En 2022, des chercheurs ont montré in vitro qu’une infection par le virus de la varicelle-zona pouvait réactiver des virus de l’herpès HSV1 latents dans les neurones, induisant notamment une accumulation de peptides bêta amyloïdes et de protéines Tau anormales 14. Lutter contre le virus de l’herpès, une piste prometteuse ?
Des nouveautés sur le gène APOE4
Une étude de 2024 15 a permis de progresser sur la caractérisation des mécanismes impliquant le gène APOE4, variant connu pour être un facteur de risque de développer la maladie. Il provoquait, en présence de peptide bêta amyloïdes, l’accumulation de lipides dans la microglie, les cellules dépolluantes du cerveau. Cela contribuerait à la neurotoxicité. Lutter contre cet aspect pourrait s’avérer une stratégie thérapeutique intéressante à l’avenir.
Attention, cela ne fait pas pour autant de la maladie d’Alzheimer une maladie génétique, il ne s’agit ici que d’un facteur de susceptibilité.
Une production d'énergie altérée dans les cellules nerveuses cérébrales
Des études de décembre 2017 16 et janvier 2018 17 ont établi qu’avant même l’apparition des premiers symptômes de la maladie d’Alzheimer, le fonctionnement des mitochondries, les usines énergétiques de la cellule, est perturbé dans les neurones. Les chercheurs font l’hypothèse que ce déclin énergétique entraîne une cascade moléculaire qui conduit à la maladie. Cette altération de la production énergétique serait amplifiée en présence du peptide bêta-amyloïde. Les dysfonctions mitochondriales constituent ainsi une piste dans la compréhension de la pathologie. Elle est actuellement explorée par les chercheurs, à l’instar d’une étude publiée en 2024 montrant un intérêt possible de la restauration de la fonction des mitochondries dans la pathologie 18.

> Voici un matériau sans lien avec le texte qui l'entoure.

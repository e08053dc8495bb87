use super::handlers;
use axum::{
    routing::{patch, post, put},
    Router,
};

/// Creates the categories router
pub fn categories_routes() -> Router {
    Router::new()
        .route("/api/categories", post(handlers::create_category))
        .route("/api/categories/reorder", put(handlers::reorder_categories))
        .route(
            "/api/categories/:id",
            patch(handlers::rename_category).delete(handlers::delete_category),
        )
}
use super::models::{CreateTaskRequest, RenameTaskRequest, ReorderTasksRequest};
use crate::common::{ValidationResult, Validator};

pub struct TaskValidator;

impl Validator<CreateTaskRequest> for TaskValidator {
    fn validate(&self, data: &CreateTaskRequest) -> ValidationResult {
        let mut result = ValidationResult::new();

        if data.category_id.is_none() {
            result.add_error("categoryId", "categoryId is required");
        }
        result.check_name("name", data.name.as_deref());

        result
    }
}

impl Validator<RenameTaskRequest> for TaskValidator {
    fn validate(&self, data: &RenameTaskRequest) -> ValidationResult {
        let mut result = ValidationResult::new();
        result.check_name("name", data.name.as_deref());
        result
    }
}

impl Validator<ReorderTasksRequest> for TaskValidator {
    fn validate(&self, data: &ReorderTasksRequest) -> ValidationResult {
        let mut result = ValidationResult::new();

        if data.category_id.is_none() {
            result.add_error("categoryId", "categoryId is required");
        }
        if data.ordered_ids.is_none() {
            result.add_error("orderedIds", "orderedIds array is required");
        }

        result
    }
}
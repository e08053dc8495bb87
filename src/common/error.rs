// Error handling types for the API

use axum::{http::StatusCode, response::IntoResponse, Json};
use serde::Serialize;
use std::fmt;
use tracing::error;

use super::validation::ValidationResult;

/// API error types
#[derive(Debug)]
pub enum ApiError {
    Unauthorized(String),
    BadRequest(String),
    NotFound(String),
    InternalServer(String),
    DatabaseError(sqlx::Error),
    ValidationError(String),
}

impl ApiError {
    /// The uniform response for "does not exist" and "exists but is not yours".
    pub fn not_found() -> Self {
        ApiError::NotFound("Not found".to_string())
    }

    pub fn unauthorized() -> Self {
        ApiError::Unauthorized("Unauthorized".to_string())
    }
}

impl fmt::Display for ApiError {
    fn fmt(&self, f: &mut fmt::Formatter<'_>) -> fmt::Result {
        match self {
            ApiError::Unauthorized(msg) => write!(f, "Unauthorized: {}", msg),
            ApiError::BadRequest(msg) => write!(f, "Bad Request: {}", msg),
            ApiError::NotFound(msg) => write!(f, "Not Found: {}", msg),
            ApiError::InternalServer(msg) => write!(f, "Internal Server Error: {}", msg),
            ApiError::DatabaseError(e) => write!(f, "Database Error: {}", e),
            ApiError::ValidationError(msg) => write!(f, "Validation Error: {}", msg),
        }
    }
}

impl From<sqlx::Error> for ApiError {
    fn from(e: sqlx::Error) -> Self {
        ApiError::DatabaseError(e)
    }
}

/// JSON error response structure
#[derive(Serialize)]
pub struct ErrorResponse {
    pub error: String,
    pub code: String,
}

impl IntoResponse for ApiError {
    fn into_response(self) -> axum::response::Response {
        let (status, error_message, code) = match self {
            ApiError::Unauthorized(msg) => (StatusCode::UNAUTHORIZED, msg, "UNAUTHORIZED"),
            ApiError::BadRequest(msg) => (StatusCode::BAD_REQUEST, msg, "BAD_REQUEST"),
            ApiError::NotFound(msg) => (StatusCode::NOT_FOUND, msg, "NOT_FOUND"),
            ApiError::InternalServer(msg) => (
                StatusCode::INTERNAL_SERVER_ERROR,
                msg,
                "INTERNAL_SERVER_ERROR",
            ),
            ApiError::DatabaseError(e) => {
                error!(error = %e, "Database error occurred");
                (
                    StatusCode::INTERNAL_SERVER_ERROR,
                    "Database operation failed".to_string(),
                    "DATABASE_ERROR",
                )
            }
            ApiError::ValidationError(msg) => (StatusCode::BAD_REQUEST, msg, "VALIDATION_ERROR"),
        };

        let error_response = ErrorResponse {
            error: error_message,
            code: code.to_string(),
        };

        (status, Json(error_response)).into_response()
    }
}

/// Helper function to convert ValidationResult to ApiError
impl From<ValidationResult> for ApiError {
    fn from(result: ValidationResult) -> Self {
        if result.is_valid {
            ApiError::InternalServer(
                "Validation result was valid but converted to error".to_string(),
            )
        } else {
            let error_messages: Vec<String> = result
                .errors
                .iter()
                .map(|e| e.message.clone())
                .collect();
            ApiError::ValidationError(error_messages.join(", "))
        }
    }
}

#[cfg(test)]
mod tests {
    use super::*;
    use axum::body::to_bytes;

    async fn body_json(error: ApiError) -> (StatusCode, serde_json::Value) {
        let response = error.into_response();
        let status = response.status();
        let bytes = to_bytes(response.into_body(), usize::MAX).await.unwrap();
        (status, serde_json::from_slice(&bytes).unwrap())
    }

    #[tokio::test]
    async fn test_not_found_maps_to_404_with_error_field() {
        let (status, body) = body_json(ApiError::not_found()).await;
        assert_eq!(status, StatusCode::NOT_FOUND);
        assert_eq!(body["error"], "Not found");
        assert_eq!(body["code"], "NOT_FOUND");
    }

    #[tokio::test]
    async fn test_unauthorized_maps_to_401() {
        let (status, body) = body_json(ApiError::unauthorized()).await;
        assert_eq!(status, StatusCode::UNAUTHORIZED);
        assert_eq!(body["error"], "Unauthorized");
    }

    #[tokio::test]
    async fn test_database_error_hides_details() {
        let (status, body) = body_json(ApiError::DatabaseError(sqlx::Error::RowNotFound)).await;
        assert_eq!(status, StatusCode::INTERNAL_SERVER_ERROR);
        assert_eq!(body["error"], "Database operation failed");
    }

    #[tokio::test]
    async fn test_validation_result_becomes_400() {
        let mut result = ValidationResult::new();
        result.add_error("name", "Name is required");
        let (status, body) = body_json(ApiError::from(result)).await;
        assert_eq!(status, StatusCode::BAD_REQUEST);
        assert_eq!(body["error"], "Name is required");
        assert_eq!(body["code"], "VALIDATION_ERROR");
    }
}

Une accumulation de mitochondries problématique
Les chercheurs ont également montré en 2019 un autre impact des mitochondries dans la maladie d’Alzheimer, différent des études précédemment citées. Lors de la pathologie, le processus de destruction des mitochondries dysfonctionnelles, la mitophagie, est altérée : les mitochondries s’accumulent alors dans les neurones. L’étude 19 a aussi démontré que rétablir une mitophagie normale au sein d’un modèle animal de la maladie améliore les symptômes. Ici encore, les études continuent pour comprendre l’impact de l’accumulation des mitochondries dans la neurodégénérescence.
Des changements dans d'autres cellules cérébrales que les neurones
Au cours des dernières années, les chercheurs ont découvert que non seulement les neurones meurent, mais aussi que d’autres cellules cérébrales sont également modifiées dans la maladie d’Alzheimer. Et en particulier les astrocytes, des cellules voisines des neurones, qui jouent un rôle dans leur formation, leur maturation, leur fonctionnement, et même leur métabolisme. Or durant la maladie, ces astrocytes subissent des changements morphologiques, mais aussi de nombreuses modifications dans l’expression de leurs gènes. Ils ne régulent alors plus les neurones de la même manière ; on dit qu’ils deviennent « réactifs ». Des expériences montrent que diminuer l’état réactif de ces astrocytes chez des souris modèles de la maladie d’Alzheimer permet notamment de restaurer l’apprentissage défaillant et de réduire leur anxiété. Ces résultats suggèrent que la modulation des astrocytes pourrait être une piste pour tenter de conserver un bon fonctionnement des neurones.